Rien, dans la première manière du poëte, ne sentait l’innovation systématique. La jeunesse était dans l’inspiration, la nouveauté dans le mouvement de la poésie, dans la vivacité de l’expression qui répondait à la vivacité d’un sentiment vrai, et non dans des changements apportés à la prosodie dans une réforme du mécanisme du vers. Le talent de M. Victor Hugo avait sans doute moins d’haleine qu’il ne devait en avoir plus tard, mais on rencontrait dans ses odes des stances entières d’une fraîcheur de sentiment, d’une beauté naïve de rhythme qu’il n’a ni surpassées ni même égalées depuis. Ainsi, dans la pièce où il peint l’arrivée de l’âme de Louis XVII au ciel, quoi de plus touchant et de plus poétique que l’espèce d’hymne dialogué que chantent, avec la jeune âme qui vient d’être délivrée de ses deux prisons, les chœurs des anges qui lui souhaitent la bienvenue du ciel en saluant le jeune trépassé du nom de roi :

Où donc ai-je régné ? demandait la jeune ombre.
Je suis un prisonnier, je ne suis pas un roi.
Hier, je m’endormis au fond d’une tour sombre.
Où donc ai-je régné ? Seigneur, dites-le-moi.
Hélas ! mon père est mort d’une mort bien amère ;
Ses bourreaux, ô mon Dieu, m’ont abreuvé de fiel.
Je suis un orphelin ; je viens chercher ma mère
Qu’en mes rêves j’ai vue au ciel.
 
Quoi ! de ma longue vie ai-je achevé le reste ?
Disait-il. Tous mes maux les ai-je donc soufferts ?
Est-ce vrai qu’un geôlier de ce rêve céleste
Ne viendra pas demain m’éveiller dans mes fers ?
...............................................................................
...............................................................................
Ai-je eu le bonheur de mourir ?
 
Car vous ne savez point quelle était ma misère !
Chaque jour dans ma vie amenait des malheurs,
Et lorsque je pleurais, je n’avais point de mère
Pour chanter à mes cris, pour sourire à mes pleurs.

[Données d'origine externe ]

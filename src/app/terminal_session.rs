use std::io::{self, Stdout};

use crossterm::event::{
    KeyboardEnhancementFlags, PopKeyboardEnhancementFlags, PushKeyboardEnhancementFlags,
};
use crossterm::execute;
use crossterm::terminal::{disable_raw_mode, enable_raw_mode, supports_keyboard_enhancement};
use tracing::warn;

use crate::error::AppResult;

/// Raw-mode terminal for the lifetime of the loop. Key-release reporting is
/// requested when the terminal supports it; without it, manual motion only
/// stops on another command.
pub(crate) struct TerminalSession {
    stdout: Stdout,
    enhanced: bool,
    active: bool,
}

impl TerminalSession {
    pub(crate) fn enter() -> AppResult<Self> {
        let enhanced = supports_keyboard_enhancement().unwrap_or(false);
        enable_raw_mode()?;

        let mut stdout = io::stdout();
        if enhanced
            && let Err(err) = execute!(
                stdout,
                PushKeyboardEnhancementFlags(
                    KeyboardEnhancementFlags::DISAMBIGUATE_ESCAPE_CODES
                        | KeyboardEnhancementFlags::REPORT_EVENT_TYPES
                        | KeyboardEnhancementFlags::REPORT_ALL_KEYS_AS_ESCAPE_CODES
                )
            )
        {
            let _ = disable_raw_mode();
            return Err(err.into());
        }
        if !enhanced {
            warn!("terminal does not report key releases; release-to-stop motion is unavailable");
        }

        Ok(Self {
            stdout,
            enhanced,
            active: true,
        })
    }

    pub(crate) fn supports_key_release(&self) -> bool {
        self.enhanced
    }

    pub(crate) fn restore(&mut self) -> io::Result<()> {
        if !self.active {
            return Ok(());
        }

        if self.enhanced {
            execute!(self.stdout, PopKeyboardEnhancementFlags)?;
        }
        disable_raw_mode()?;
        self.active = false;
        Ok(())
    }
}

impl Drop for TerminalSession {
    fn drop(&mut self) {
        let _ = self.restore();
    }
}
use std::sync::{Arc, Mutex, MutexGuard, PoisonError};
use std::time::Duration;

use tokio::runtime::{Builder, Handle, Runtime};
use tokio::task::JoinHandle;
use tracing::trace;

use crate::error::{AppError, AppResult};

use super::resolver::SequenceResolver;

type EmitFn<C> = Box<dyn Fn(C) + Send + Sync>;

struct PendingSequence<S> {
    symbol: S,
    taps: u32,
}

struct DetectorState<S> {
    pending: Option<PendingSequence<S>>,
    timer: Option<JoinHandle<()>>,
    generation: u64,
}

impl<S> DetectorState<S> {
    /// Invalidates any armed timer. A timer task that already woke up and is
    /// waiting on the lock sees a stale generation and does nothing.
    fn disarm(&mut self) {
        self.generation = self.generation.wrapping_add(1);
        if let Some(timer) = self.timer.take() {
            timer.abort();
        }
    }
}

struct Shared<S, R: SequenceResolver<S>> {
    state: Mutex<DetectorState<S>>,
    resolver: R,
    emit: EmitFn<R::Output>,
}

impl<S, R: SequenceResolver<S>> Shared<S, R> {
    fn lock(&self) -> MutexGuard<'_, DetectorState<S>> {
        self.state.lock().unwrap_or_else(PoisonError::into_inner)
    }

    // Called with the state lock held so emissions keep registration order.
    fn flush(&self, sequence: PendingSequence<S>) {
        match self.resolver.resolve(&sequence.symbol, sequence.taps) {
            Some(output) => (self.emit)(output),
            None => trace!(taps = sequence.taps, "sequence resolved to no output"),
        }
    }

    fn expire(&self, generation: u64) {
        let mut state = self.lock();
        if state.generation != generation {
            return;
        }
        state.timer = None;
        if let Some(sequence) = state.pending.take() {
            trace!(taps = sequence.taps, "disambiguation window elapsed");
            self.flush(sequence);
        }
    }
}

struct TimerRuntime {
    _owned: Option<Runtime>,
    handle: Handle,
}

impl TimerRuntime {
    fn new() -> AppResult<Self> {
        if let Ok(handle) = Handle::try_current() {
            return Ok(Self {
                _owned: None,
                handle,
            });
        }

        let runtime = Builder::new_multi_thread()
            .worker_threads(1)
            .enable_time()
            .thread_name("keygrid-sequence")
            .build()
            .map_err(|source| {
                AppError::io_with_context(source, "failed to start sequence timer runtime")
            })?;
        let handle = runtime.handle().clone();
        Ok(Self {
            _owned: Some(runtime),
            handle,
        })
    }
}

/// Counts consecutive repeats of one input symbol and emits the resolved
/// output once, either immediately (when the resolver asks for it) or after
/// the disambiguation window passes without another matching input.
///
/// `register_input` and the window timer run on different threads; all state
/// changes happen under one mutex, and the emit callback is invoked while it
/// is held. The callback must therefore not call back into the detector.
///
/// When no tokio runtime is current at construction, the detector owns a
/// small one; such a detector must then be dropped outside async context.
pub struct SequenceDetector<S, R: SequenceResolver<S>> {
    shared: Arc<Shared<S, R>>,
    window: Duration,
    runtime: TimerRuntime,
}

impl<S, R> SequenceDetector<S, R>
where
    S: PartialEq + Send + 'static,
    R: SequenceResolver<S>,
{
    pub fn new<F>(window: Duration, resolver: R, emit: F) -> AppResult<Self>
    where
        F: Fn(R::Output) + Send + Sync + 'static,
    {
        if window.is_zero() {
            return Err(AppError::invalid_configuration(
                "disambiguation window must be greater than zero",
            ));
        }

        Ok(Self {
            shared: Arc::new(Shared {
                state: Mutex::new(DetectorState {
                    pending: None,
                    timer: None,
                    generation: 0,
                }),
                resolver,
                emit: Box::new(emit),
            }),
            window,
            runtime: TimerRuntime::new()?,
        })
    }

    pub fn window(&self) -> Duration {
        self.window
    }

    pub fn register_input(&self, symbol: S) {
        let mut state = self.shared.lock();
        let sequence = match state.pending.take() {
            Some(mut pending) if pending.symbol == symbol => {
                pending.taps = pending.taps.saturating_add(1);
                pending
            }
            previous => {
                if let Some(previous) = previous {
                    self.shared.flush(previous);
                }
                PendingSequence { symbol, taps: 1 }
            }
        };

        if self
            .shared
            .resolver
            .should_flush_immediately(&sequence.symbol, sequence.taps)
        {
            state.disarm();
            self.shared.flush(sequence);
            return;
        }

        state.pending = Some(sequence);
        self.arm(&mut state);
    }

    fn arm(&self, state: &mut DetectorState<S>) {
        state.disarm();
        let generation = state.generation;
        let shared = Arc::clone(&self.shared);
        let window = self.window;
        state.timer = Some(self.runtime.handle.spawn(async move {
            tokio::time::sleep(window).await;
            shared.expire(generation);
        }));
    }
}

impl<S: Clone, R: SequenceResolver<S>> SequenceDetector<S, R> {
    /// Snapshot of the pending `(symbol, taps)`, if a sequence is open.
    pub fn pending(&self) -> Option<(S, u32)> {
        let state = self.shared.lock();
        state
            .pending
            .as_ref()
            .map(|pending| (pending.symbol.clone(), pending.taps))
    }
}

impl<S, R: SequenceResolver<S>> SequenceDetector<S, R> {
    /// Drops the pending sequence and its timer without emitting anything.
    pub fn reset(&self) {
        let mut state = self.shared.lock();
        state.disarm();
        state.pending = None;
    }

    /// Resolves and emits the pending sequence now, as if its window had
    /// elapsed. Returns whether a sequence was pending.
    pub fn flush_pending(&self) -> bool {
        let mut state = self.shared.lock();
        state.disarm();
        let Some(sequence) = state.pending.take() else {
            return false;
        };
        trace!(taps = sequence.taps, "sequence flushed early");
        self.shared.flush(sequence);
        true
    }

    pub fn is_armed(&self) -> bool {
        self.shared.lock().timer.is_some()
    }
}

impl<S, R: SequenceResolver<S>> Drop for SequenceDetector<S, R> {
    fn drop(&mut self) {
        self.reset();
    }
}

#[cfg(test)]
mod tests {
    use std::sync::{Arc, Mutex};
    use std::thread;
    use std::time::{Duration, Instant};

    use crate::command::{GridCell, GridCommand};
    use crate::error::AppError;
    use crate::sequence::{GridSequenceResolver, GridSymbol, SequenceResolver};

    use super::SequenceDetector;

    /// Emits the raw `(symbol, taps)` pair and never flushes early; symbol 0
    /// resolves to nothing.
    struct EchoResolver;

    impl SequenceResolver<u8> for EchoResolver {
        type Output = (u8, u32);

        fn resolve(&self, symbol: &u8, taps: u32) -> Option<(u8, u32)> {
            (*symbol != 0).then_some((*symbol, taps))
        }

        fn should_flush_immediately(&self, _symbol: &u8, _taps: u32) -> bool {
            false
        }
    }

    type Recorded<T> = Arc<Mutex<Vec<T>>>;

    fn recorder<T: Send + 'static>() -> (Recorded<T>, impl Fn(T) + Send + Sync + 'static) {
        let recorded = Arc::new(Mutex::new(Vec::new()));
        let sink = Arc::clone(&recorded);
        (recorded, move |value| {
            sink.lock().expect("recorder lock").push(value)
        })
    }

    fn snapshot<T: Clone>(recorded: &Recorded<T>) -> Vec<T> {
        recorded.lock().expect("recorder lock").clone()
    }

    fn wait_for_len<T>(recorded: &Recorded<T>, len: usize) {
        let deadline = Instant::now() + Duration::from_secs(2);
        while recorded.lock().expect("recorder lock").len() < len && Instant::now() < deadline {
            thread::sleep(Duration::from_millis(5));
        }
    }

    fn cell(col: u8, row: u8) -> GridSymbol {
        GridSymbol::Cell(GridCell::new(col, row).expect("cell in range"))
    }

    #[test]
    fn zero_window_is_rejected() {
        let result = SequenceDetector::new(Duration::ZERO, EchoResolver, |_| {});
        assert!(matches!(result, Err(AppError::InvalidConfiguration(_))));
    }

    #[test]
    fn repeated_symbol_emits_once_with_tap_count_after_window() {
        let (recorded, sink) = recorder();
        let detector =
            SequenceDetector::new(Duration::from_millis(40), EchoResolver, sink).expect("detector");

        detector.register_input(4);
        detector.register_input(4);
        assert_eq!(detector.pending(), Some((4, 2)));
        assert!(detector.is_armed());
        assert!(snapshot(&recorded).is_empty());

        wait_for_len(&recorded, 1);
        thread::sleep(Duration::from_millis(80));
        assert_eq!(snapshot(&recorded), vec![(4, 2)]);
        assert_eq!(detector.pending(), None);
        assert!(!detector.is_armed());
    }

    #[test]
    fn third_grid_tap_resets_without_waiting() {
        let (recorded, sink) = recorder();
        let detector =
            SequenceDetector::new(Duration::from_secs(5), GridSequenceResolver, sink)
                .expect("detector");

        detector.register_input(cell(0, 2));
        detector.register_input(cell(0, 2));
        assert!(snapshot(&recorded).is_empty());
        detector.register_input(cell(0, 2));

        let cell = GridCell::new(0, 2).expect("cell in range");
        assert_eq!(snapshot(&recorded), vec![GridCommand::Reset(cell)]);
        assert_eq!(detector.pending(), None);
        assert!(!detector.is_armed());
    }

    #[test]
    fn switching_symbols_flushes_previous_sequence_first() {
        let (recorded, sink) = recorder();
        let detector =
            SequenceDetector::new(Duration::from_millis(40), EchoResolver, sink).expect("detector");

        detector.register_input(1);
        detector.register_input(2);
        assert_eq!(snapshot(&recorded), vec![(1, 1)]);
        assert_eq!(detector.pending(), Some((2, 1)));

        wait_for_len(&recorded, 2);
        assert_eq!(snapshot(&recorded), vec![(1, 1), (2, 1)]);
    }

    #[test]
    fn back_flushes_pending_drill_then_itself() {
        let (recorded, sink) = recorder();
        let detector =
            SequenceDetector::new(Duration::from_secs(5), GridSequenceResolver, sink)
                .expect("detector");

        detector.register_input(cell(1, 0));
        detector.register_input(GridSymbol::Back);

        let cell = GridCell::new(1, 0).expect("cell in range");
        assert_eq!(
            snapshot(&recorded),
            vec![GridCommand::Drill(cell), GridCommand::Back]
        );
        assert!(!detector.is_armed());
    }

    #[test]
    fn reset_discards_pending_sequence_silently() {
        let (recorded, sink) = recorder();
        let detector =
            SequenceDetector::new(Duration::from_millis(30), EchoResolver, sink).expect("detector");

        detector.register_input(3);
        detector.register_input(3);
        detector.reset();
        assert_eq!(detector.pending(), None);
        thread::sleep(Duration::from_millis(90));
        assert!(snapshot(&recorded).is_empty());

        detector.register_input(3);
        assert_eq!(detector.pending(), Some((3, 1)));
        wait_for_len(&recorded, 1);
        assert_eq!(snapshot(&recorded), vec![(3, 1)]);
    }

    #[test]
    fn flush_pending_emits_now_and_disarms_timer() {
        let (recorded, sink) = recorder();
        let detector =
            SequenceDetector::new(Duration::from_millis(30), EchoResolver, sink).expect("detector");

        assert!(!detector.flush_pending());
        detector.register_input(4);
        detector.register_input(4);
        assert!(detector.flush_pending());
        assert_eq!(snapshot(&recorded), vec![(4, 2)]);
        assert!(!detector.is_armed());
        assert_eq!(detector.pending(), None);

        thread::sleep(Duration::from_millis(90));
        assert_eq!(snapshot(&recorded), vec![(4, 2)]);
    }

    #[test]
    fn unresolved_sequence_is_cleared_without_emitting() {
        let (recorded, sink) = recorder();
        let detector =
            SequenceDetector::new(Duration::from_millis(20), EchoResolver, sink).expect("detector");

        detector.register_input(0);
        detector.register_input(5);
        assert!(snapshot(&recorded).is_empty());
        assert_eq!(detector.pending(), Some((5, 1)));
    }

    #[test]
    fn racing_timer_never_loses_or_duplicates_taps() {
        let (recorded, sink) = recorder::<(u8, u32)>();
        let detector =
            SequenceDetector::new(Duration::from_millis(2), EchoResolver, sink).expect("detector");

        let mut registered = 0u32;
        for i in 0..200u32 {
            let symbol = if i % 7 < 4 { 1 } else { 2 };
            detector.register_input(symbol);
            registered += 1;
            if i % 3 == 0 {
                thread::sleep(Duration::from_millis(2));
            }
        }

        let deadline = Instant::now() + Duration::from_secs(2);
        while detector.pending().is_some() && Instant::now() < deadline {
            thread::sleep(Duration::from_millis(5));
        }

        let emitted: u32 = snapshot(&recorded).iter().map(|(_, taps)| taps).sum();
        assert_eq!(emitted, registered);
    }

    #[test]
    fn dropping_detector_cancels_pending_timer() {
        let (recorded, sink) = recorder();
        let detector =
            SequenceDetector::new(Duration::from_millis(20), EchoResolver, sink).expect("detector");
        detector.register_input(9);
        drop(detector);

        thread::sleep(Duration::from_millis(60));
        assert!(snapshot(&recorded).is_empty());
    }
}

Alors, du haut du trône d’où descendent les justices et les miséricordes, la voix de celui qui console, après avoir éprouvé, fait entendre ces paroles qui expliquent le mystère des douleurs humaines et qui introduisent la jeune âme dans le séjour ou il n’y a plus ni douleurs ni larmes :

Viens ! ton Seigneur lui-même eut ses douleurs divines ;
Et mon fils, comme toi, roi couronné d’épines,
Porta le sceptre de roseau.

Cette pièce, qui fut composée en 1822, est l’expression la plus élevée du talent de M. Victor Hugo pendant cette phase poétique de trois ans, qui commença en 1819. On ne peut guère trouver de comparable pour le mouvement des idées, la beauté du rhythme et la vérité du sentiment, dans les compositions du poëte qui datent de la même phase, qu’une strophe de l’ode sur la mort du duc de Berry, et deux ou trois strophes de l’ode sur la naissance du duc de Bordeaux. Il y avait, en effet, une alliance intime entre la vieille dynastie et le jeune poëte. À l’occasion de tous les événements malheureux ou prospères, on entendait s’élever une voix pleine de tristesse ou de joie, qui pleurait les malheurs ou célébrait les espérances de la monarchie. Ainsi en 1820, tandis que Chateaubriand élevait sa grande voix pour déplorer, au nom de l’ancienne France, la mort du duc de Berry, M. Victor Hugo répandait en beaux vers les larmes de la génération nouvelle sur la victime du couteau révolutionnaire de Louvel.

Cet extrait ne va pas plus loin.